◆ Data to use
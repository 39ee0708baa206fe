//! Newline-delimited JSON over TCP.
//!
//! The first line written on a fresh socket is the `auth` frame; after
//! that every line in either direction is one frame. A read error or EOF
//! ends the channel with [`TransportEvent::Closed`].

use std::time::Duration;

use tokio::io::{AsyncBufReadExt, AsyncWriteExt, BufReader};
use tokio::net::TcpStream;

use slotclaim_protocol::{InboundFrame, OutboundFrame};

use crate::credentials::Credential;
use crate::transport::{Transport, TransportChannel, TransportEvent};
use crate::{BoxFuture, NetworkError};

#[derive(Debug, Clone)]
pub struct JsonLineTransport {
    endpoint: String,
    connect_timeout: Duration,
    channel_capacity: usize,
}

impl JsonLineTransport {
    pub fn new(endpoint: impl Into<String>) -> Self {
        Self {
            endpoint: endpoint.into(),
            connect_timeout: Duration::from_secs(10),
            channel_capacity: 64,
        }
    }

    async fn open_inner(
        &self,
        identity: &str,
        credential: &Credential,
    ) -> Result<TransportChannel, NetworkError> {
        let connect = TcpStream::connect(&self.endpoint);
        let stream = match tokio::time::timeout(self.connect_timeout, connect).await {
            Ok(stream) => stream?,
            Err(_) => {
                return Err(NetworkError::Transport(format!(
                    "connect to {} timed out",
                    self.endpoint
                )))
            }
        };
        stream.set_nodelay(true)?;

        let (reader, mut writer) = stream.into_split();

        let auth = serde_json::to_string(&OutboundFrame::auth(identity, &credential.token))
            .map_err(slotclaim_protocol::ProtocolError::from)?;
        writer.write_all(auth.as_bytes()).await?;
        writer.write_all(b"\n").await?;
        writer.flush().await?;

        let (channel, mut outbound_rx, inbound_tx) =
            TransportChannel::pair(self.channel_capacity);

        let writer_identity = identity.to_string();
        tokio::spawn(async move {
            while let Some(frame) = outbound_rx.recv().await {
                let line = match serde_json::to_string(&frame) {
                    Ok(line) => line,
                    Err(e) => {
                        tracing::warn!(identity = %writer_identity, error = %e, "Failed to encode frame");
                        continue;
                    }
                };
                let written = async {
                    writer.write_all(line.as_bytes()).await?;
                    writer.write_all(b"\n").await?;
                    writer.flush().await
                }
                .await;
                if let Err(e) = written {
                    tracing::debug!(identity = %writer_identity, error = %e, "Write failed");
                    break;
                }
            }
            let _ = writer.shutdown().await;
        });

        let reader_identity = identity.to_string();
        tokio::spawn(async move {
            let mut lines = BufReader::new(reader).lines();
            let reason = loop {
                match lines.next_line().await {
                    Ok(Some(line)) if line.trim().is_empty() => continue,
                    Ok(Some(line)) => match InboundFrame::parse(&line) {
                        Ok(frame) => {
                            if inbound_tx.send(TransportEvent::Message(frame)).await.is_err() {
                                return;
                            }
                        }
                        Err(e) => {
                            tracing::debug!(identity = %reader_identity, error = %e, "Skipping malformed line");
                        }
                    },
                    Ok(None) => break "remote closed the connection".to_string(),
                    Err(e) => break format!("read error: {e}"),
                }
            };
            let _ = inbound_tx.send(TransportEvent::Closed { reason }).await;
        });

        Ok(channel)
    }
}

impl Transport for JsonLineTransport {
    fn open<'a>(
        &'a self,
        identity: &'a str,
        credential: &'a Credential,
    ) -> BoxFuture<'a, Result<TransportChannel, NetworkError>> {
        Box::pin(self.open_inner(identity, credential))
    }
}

◆ Exercise aim
Each line in the material with "Some" in it must be reported.

◆ Expected output
            while let Some(frame) = outbound_rx.recv().await {
                    Ok(Some(line)) if line.trim().is_empty() => continue,
                    Ok(Some(line)) => match InboundFrame::parse(&line) {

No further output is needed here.